Section des Référés, 13 mars 2025 — 25/00085

Désigne un expert ou un autre technicien Cour de cassation — Section des Référés

Texte intégral

MINUTE N° : ORDONNANCE DU : 13 Mars 2025 DOSSIER N° : N° RG 25/00085 - N° Portalis DB3T-W-B7I-VSU4 CODE NAC : 54G - 0A AFFAIRE : [B] [U] C/ S.D.C. 7 ALLEE DE DERRIERE LES JARDINS 94350 VILLERS- SUR-MARNE, MUTUELLE FRATERNELLE ASSURANCE, S.A. LOGIREP, S.A. ALLIANZ IARD

TRIBUNAL JUDICIAIRE DE CRETEIL

Section des Référés

ORDONNANCE DE RÉFÉRÉ

LE JUGE DES REFERES : Madame Elise POURON, Juge

LE GREFFIER : Madame Stéphanie GEULIN, Greffier

PARTIES :

DEMANDEUR

Monsieur [B] [U] né le 30 mai 1985 à MONT SAINT AIGNAN, demeurant 7, allée de Derrière les Jardins - 94350 VILLIERS SUR MARNE

représenté par Me Samy-Mohand ZAROURI, avocat au barreau de PARIS, vestiaire :

DEFENDEURS

S.D.C. 7 ALLEE DE DERRIERE LES JARDINS 94350 VILLERS- SUR-MARNE, représenté par son syndic en exercice la société ASTRAE, immatriculée au RCS de CRETEIL sous le n° 443 097 506, dont le siège social est sis C/O ASTRAE 66 boulevard de Créteil - 94100 SAINT-MAUR-DES-FOSSES

représenté par Me Manuel RAISON, avocat au barreau de PARIS, vestiaire : C2444

MUTUELLE FRATERNELLE ASSURANCE, enregistrée sous le n° SIREN 784 702 391? dont le siège social est sis 6 rue Fournier - 92110 CLICHY

et S.A. LOGIREP, inscrite au RCS de NANTERRE sous le n° 393 542 428, dont le siège social est sis 127 rue Gambetta - 92150 SURESNES

non représentées

S.A. ALLIANZ IARD, immatriculée au RCS de NANTERRE sous le n° 542 110 291, dont le siège social est sis CS 30051, 1 Cours Michelet - 92800 PUTEAUX

représentée par Me Julien BESLAY, avocat au barreau de PARIS, vestiaire : J133

Débats tenus à l’audience du : 13 Février 2025 Date de délibéré indiquée par le Président : 13 Mars 2025 Ordonnance rendue par mise à disposition au greffe le 13 Mars 2025

EXPOSE DU LITIGE

Monsieur [B] [U] est propriétaire d’un appartement situé 7 allée de derrière les jardins 94350 VILLIERS SUR MARNE.

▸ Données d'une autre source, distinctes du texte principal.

//! JSON-file-persisted vector index.
//!
//! Wraps [`InMemoryIndex`] with load-on-open and save-after-mutation so
//! the CLI keeps its index across invocations. Queries read purely from
//! memory; only structural mutations touch disk. For larger corpora
//! this is the seam where a real vector database would plug in behind
//! the same [`VectorIndex`] trait.

use std::path::{Path, PathBuf};

use anyhow::{Context, Result};
use async_trait::async_trait;

use folio_core::models::{EmbeddingRecord, Modality, RetrievalResult};
use folio_core::store::{memory::InMemoryIndex, VectorIndex};

pub struct FileIndex {
    inner: InMemoryIndex,
    path: PathBuf,
}

impl FileIndex {
    /// Open an index file, creating an empty index if it doesn't exist.
    pub fn open(path: &Path) -> Result<Self> {
        let inner = if path.exists() {
            let content = std::fs::read_to_string(path)
                .with_context(|| format!("Failed to read index file: {}", path.display()))?;
            let records: Vec<EmbeddingRecord> = serde_json::from_str(&content)
                .with_context(|| format!("Failed to parse index file: {}", path.display()))?;
            InMemoryIndex::from_records(records)
        } else {
            InMemoryIndex::new()
        };
        Ok(Self {
            inner,
            path: path.to_path_buf(),
        })
    }

    fn save(&self) -> Result<()> {
        let records = self.inner.snapshot();
        let content = serde_json::to_string(&records)?;
        if let Some(parent) = self.path.parent() {
            if !parent.as_os_str().is_empty() {
                std::fs::create_dir_all(parent)?;
            }
        }
        std::fs::write(&self.path, content)
            .with_context(|| format!("Failed to write index file: {}", self.path.display()))
    }
}

#[async_trait]
impl VectorIndex for FileIndex {
    async fn upsert(&self, records: Vec<EmbeddingRecord>) -> Result<()> {
        self.inner.upsert(records).await?;
        self.save()
    }

    async fn query(
        &self,
        vector: &[f32],
        k: usize,
        modality: Option<Modality>,
        document_ids: Option<&[String]>,
    ) -> Result<Vec<RetrievalResult>> {
        self.inner.query(vector, k, modality, document_ids).await
    }

    async fn delete_document(&self, document_id: &str) -> Result<()> {
        self.inner.delete_document(document_id).await?;
        self.save()
    }

    async fn document_ids(&self) -> Result<Vec<String>> {
        self.inner.document_ids().await
    }
}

Des dégâts des eaux sont survenus dans son appartement.

Par actes de commissaire de justice des 18, 19 et 20 novembre 2024, Monsieur [B] [U] a fait assigner le syndicat des copropriétaires du 7 allée de derrière les jardin 94350 VILLIERS SUR MARNE, la SA ALLIANZ IARD ès qualité d'assureur habitation du syndicat des copropriétaires, la MUTUELLE FRATERNELLE D'ASSURANCES ès qualité d'assureur habitation de Monsieur [B] [U] et la SA LOGIREP devant la juridiction des référés du tribunal judiciaire de Créteil aux fins d’obtenir la désignation d’un expert judiciaire, outre la condamnation de la MUTUELLE FRATERNELLE D’ASSURANCES à lui payer la somme de 19.067,73 euros à titre de provision correspondant à la proposition d’indemnisation faite et jugée insuffisante par Monsieur [B] [U].

Le dossier a été évoqué à l’audience du 13 février 2025, au cours de laquelle Monsieur [B] [U] a maintenu ses demandes et s’est désisté, par conclusions visées à l’audience, de ses demandes formées à l’encontre de la SA ALLIANZ IARD ès qualité d'assureur habitation du syndicat des copropriétaires.

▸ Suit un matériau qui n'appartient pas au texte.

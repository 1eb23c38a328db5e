//! Pipeline error taxonomy.
//!
//! Every fallible boundary of the pipeline maps into one of these
//! variants so callers can distinguish caller errors (`EmptyQuery`),
//! non-retryable ingestion failures (`UnsupportedFormat`,
//! `CorruptDocument`), exhausted-retry external failures
//! (`EmbeddingUnavailable`, `IndexUnavailable`), abandoned operations
//! (`Timeout`), and the explicit no-evidence outcome (`NoGrounding`).

/// Error returned by pipeline operations.
#[derive(Debug)]
pub enum PipelineError {
    /// The uploaded bytes are not a PDF.
    UnsupportedFormat(String),
    /// The bytes look like a PDF but its pages cannot be parsed.
    CorruptDocument(String),
    /// The embedding capability stayed unreachable after bounded retries.
    EmbeddingUnavailable(String),
    /// A query was issued with neither a text nor an image component.
    EmptyQuery,
    /// The operation exceeded its configured time bound and was abandoned.
    Timeout(String),
    /// The vector index failed after bounded retries.
    IndexUnavailable(String),
    /// A chat-model capability (vision captioning or answer generation)
    /// returned an error or malformed output.
    GenerationFailed(String),
    /// Retrieval produced no chunk above the relevance threshold.
    ///
    /// This is a policy outcome, distinct from a normal answer: the
    /// caller must surface it instead of letting the generator answer
    /// without evidence.
    NoGrounding,
}

impl std::fmt::Display for PipelineError {
    fn fmt(&self, f: &mut std::fmt::Formatter<'_>) -> std::fmt::Result {
        match self {
            PipelineError::UnsupportedFormat(e) => write!(f, "unsupported format: {}", e),
            PipelineError::CorruptDocument(e) => write!(f, "corrupt document: {}", e),
            PipelineError::EmbeddingUnavailable(e) => {
                write!(f, "embedding capability unavailable: {}", e)
            }
            PipelineError::EmptyQuery => {
                write!(f, "empty query: provide a text question, an image, or both")
            }
            PipelineError::Timeout(op) => write!(f, "operation timed out: {}", op),
            PipelineError::IndexUnavailable(e) => write!(f, "vector index unavailable: {}", e),
            PipelineError::GenerationFailed(e) => write!(f, "generation failed: {}", e),
            PipelineError::NoGrounding => {
                write!(f, "no grounding found in the indexed documents")
            }
        }
    }
}

impl std::error::Error for PipelineError {}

Aux termes de ses écritures déposées et soutenues à l’audience du 13 février 2025, le syndicat des copropriétaires du 7 allée de derrière les jardin 94350 VILLIERS SUR MARNE a émis les plus vives réserves et protestations.

La SA ALLIANZ IARD a constitué avocat.

Il est renvoyé à l’acte introductif d’instance et aux écritures des parties pour un plus ample exposé des moyens qui y sont contenus.

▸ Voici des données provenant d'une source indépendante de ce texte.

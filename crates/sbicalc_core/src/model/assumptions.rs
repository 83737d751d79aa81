//! The numeric assumption record fed to the scenario calculator.

use rustc_hash::FxHashMap;
use serde::{Deserialize, Serialize};

use crate::catalog::Field;

/// Raw textual inputs keyed by field key (e.g. `"salvoSize" -> "12"`)
pub type RawInputs = FxHashMap<String, String>;

/// Validated engineering and cost assumptions.
///
/// Values are plain `f64` so that an unparsed or missing input can travel as
/// NaN until the normalizer reports it. Records are never mutated in place by
/// the engine; [`Assumptions::with`] returns a modified copy.
#[derive(Debug, Clone, Copy, PartialEq, Serialize, Deserialize)]
#[serde(rename_all = "camelCase")]
pub struct Assumptions {
    // Interceptor performance
    pub sbi_orbit_altitude_km: f64,
    pub average_acceleration_g: f64,
    pub max_delta_v_km_per_s: f64,
    pub divert_velocity_km_per_s: f64,
    pub thruster_isp_seconds: f64,
    pub kill_vehicle_dry_mass_kg: f64,
    pub interceptor_body_dry_mass_kg: f64,
    pub support_module_dry_mass_kg: f64,
    pub sbi_life_expectancy_years: f64,
    pub kill_probability_percent: f64,
    pub composite_kill_probability_percent: f64,

    // Threat parameters
    pub salvo_size: f64,
    pub intercept_altitude_km: f64,
    pub max_latitude_coverage_deg: f64,
    pub flyout_time_seconds: f64,

    // Cost parameters
    pub non_recurring_dev_cost_million: f64,
    pub first_unit_interceptor_cost_million: f64,
    pub interceptor_learning_percent: f64,
    pub operating_support_cost_per_year_million: f64,
    pub cost_estimate_period_years: f64,

    // Launch parameters
    pub payload_capacity_per_vehicle_kg: f64,
    pub first_unit_launch_cost_million: f64,
    pub launch_learning_percent: f64,
}

impl Default for Assumptions {
    fn default() -> Self {
        Self {
            sbi_orbit_altitude_km: 300.0,
            average_acceleration_g: 15.0,
            max_delta_v_km_per_s: 6.0,
            divert_velocity_km_per_s: 2.5,
            thruster_isp_seconds: 240.0,
            kill_vehicle_dry_mass_kg: 25.0,
            interceptor_body_dry_mass_kg: 25.0,
            support_module_dry_mass_kg: 50.0,
            sbi_life_expectancy_years: 5.0,
            kill_probability_percent: 80.0,
            composite_kill_probability_percent: 96.0,
            salvo_size: 1.0,
            intercept_altitude_km: 200.0,
            max_latitude_coverage_deg: 90.0,
            flyout_time_seconds: 120.0,
            non_recurring_dev_cost_million: 7000.0,
            first_unit_interceptor_cost_million: 70.0,
            interceptor_learning_percent: 85.0,
            operating_support_cost_per_year_million: 450.0,
            cost_estimate_period_years: 20.0,
            payload_capacity_per_vehicle_kg: 45000.0,
            first_unit_launch_cost_million: 150.0,
            launch_learning_percent: 95.0,
        }
    }
}

impl Assumptions {
    /// A record with every field unavailable
    #[must_use]
    pub fn unavailable() -> Self {
        Self::from_fn(|_| f64::NAN)
    }

    /// Build a record by computing each field's value
    pub fn from_fn(mut value_of: impl FnMut(Field) -> f64) -> Self {
        let mut assumptions = Self::default();
        for field in Field::ALL {
            *assumptions.slot_mut(field) = value_of(field);
        }
        assumptions
    }

    /// Read one field
    #[must_use]
    pub fn get(&self, field: Field) -> f64 {
        match field {
            Field::SbiOrbitAltitudeKm => self.sbi_orbit_altitude_km,
            Field::AverageAccelerationG => self.average_acceleration_g,
            Field::MaxDeltaVKmPerS => self.max_delta_v_km_per_s,
            Field::DivertVelocityKmPerS => self.divert_velocity_km_per_s,
            Field::ThrusterIspSeconds => self.thruster_isp_seconds,
            Field::KillVehicleDryMassKg => self.kill_vehicle_dry_mass_kg,
            Field::InterceptorBodyDryMassKg => self.interceptor_body_dry_mass_kg,
            Field::SupportModuleDryMassKg => self.support_module_dry_mass_kg,
            Field::SbiLifeExpectancyYears => self.sbi_life_expectancy_years,
            Field::KillProbabilityPercent => self.kill_probability_percent,
            Field::CompositeKillProbabilityPercent => self.composite_kill_probability_percent,
            Field::SalvoSize => self.salvo_size,
            Field::InterceptAltitudeKm => self.intercept_altitude_km,
            Field::MaxLatitudeCoverageDeg => self.max_latitude_coverage_deg,
            Field::FlyoutTimeSeconds => self.flyout_time_seconds,
            Field::NonRecurringDevCostMillion => self.non_recurring_dev_cost_million,
            Field::FirstUnitInterceptorCostMillion => self.first_unit_interceptor_cost_million,
            Field::InterceptorLearningPercent => self.interceptor_learning_percent,
            Field::OperatingSupportCostPerYearMillion => {
                self.operating_support_cost_per_year_million
            }
            Field::CostEstimatePeriodYears => self.cost_estimate_period_years,
            Field::PayloadCapacityPerVehicleKg => self.payload_capacity_per_vehicle_kg,
            Field::FirstUnitLaunchCostMillion => self.first_unit_launch_cost_million,
            Field::LaunchLearningPercent => self.launch_learning_percent,
        }
    }

    /// Copy of this record with one field overridden
    #[must_use]
    pub fn with(&self, field: Field, value: f64) -> Self {
        let mut modified = *self;
        *modified.slot_mut(field) = value;
        modified
    }

    fn slot_mut(&mut self, field: Field) -> &mut f64 {
        match field {
            Field::SbiOrbitAltitudeKm => &mut self.sbi_orbit_altitude_km,
            Field::AverageAccelerationG => &mut self.average_acceleration_g,
            Field::MaxDeltaVKmPerS => &mut self.max_delta_v_km_per_s,
            Field::DivertVelocityKmPerS => &mut self.divert_velocity_km_per_s,
            Field::ThrusterIspSeconds => &mut self.thruster_isp_seconds,
            Field::KillVehicleDryMassKg => &mut self.kill_vehicle_dry_mass_kg,
            Field::InterceptorBodyDryMassKg => &mut self.interceptor_body_dry_mass_kg,
            Field::SupportModuleDryMassKg => &mut self.support_module_dry_mass_kg,
            Field::SbiLifeExpectancyYears => &mut self.sbi_life_expectancy_years,
            Field::KillProbabilityPercent => &mut self.kill_probability_percent,
            Field::CompositeKillProbabilityPercent => &mut self.composite_kill_probability_percent,
            Field::SalvoSize => &mut self.salvo_size,
            Field::InterceptAltitudeKm => &mut self.intercept_altitude_km,
            Field::MaxLatitudeCoverageDeg => &mut self.max_latitude_coverage_deg,
            Field::FlyoutTimeSeconds => &mut self.flyout_time_seconds,
            Field::NonRecurringDevCostMillion => &mut self.non_recurring_dev_cost_million,
            Field::FirstUnitInterceptorCostMillion => {
                &mut self.first_unit_interceptor_cost_million
            }
            Field::InterceptorLearningPercent => &mut self.interceptor_learning_percent,
            Field::OperatingSupportCostPerYearMillion => {
                &mut self.operating_support_cost_per_year_million
            }
            Field::CostEstimatePeriodYears => &mut self.cost_estimate_period_years,
            Field::PayloadCapacityPerVehicleKg => &mut self.payload_capacity_per_vehicle_kg,
            Field::FirstUnitLaunchCostMillion => &mut self.first_unit_launch_cost_million,
            Field::LaunchLearningPercent => &mut self.launch_learning_percent,
        }
    }
}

Bien que régulièrement assignées par acte remis à personne, la MUTUELLE FRATERNELLE D'ASSURANCES ès qualité d'assureur habitation de Monsieur [B] [U] et la SA LOGIREP n'ont pas constitué avocat, de sorte qu’il est statué par décision réputée contradictoire.

A l’audience du 13 février 2025, l’affaire a été mise en délibéré, les parties étant informées que la décision serait rendue par mise à disposition au greffe.

MOTIFS DE LA DECISION

Sur la demande d’expertise

Aux termes de l'article 145 du code de procédure civile, s'il existe un motif légitime de conserver ou d'établir avant tout procès la preuve de faits dont pourrait dépendre la solution d'un litige, les mesures d'instruction légalement admissibles peuvent être ordonnées à la demande de tout intéressé, sur requête ou en référé.

Il est acquis que l'article 145 du code de procédure civile est un texte autonome auquel les conditions habituelles du référé ne sont pas applicables. Il n'est ainsi pas soumis à la condition d'urgence ou à la condition d'absence de contestation sérieuse.

Ce texte suppose l'existence d'un motif légitime c'est à dire un fait crédible et plausible, ne relevant pas de la simple hypothèse qui présente un lien utile avec un litige potentiel futur dont l'objet et le fondement juridique sont suffisamment déterminés et dont la solution peut dépendre de la mesure d'instruction sollicitée à condition que cette mesure ne porte pas une atteinte illégitime aux droits d'autrui. Elle doit être pertinente et utile.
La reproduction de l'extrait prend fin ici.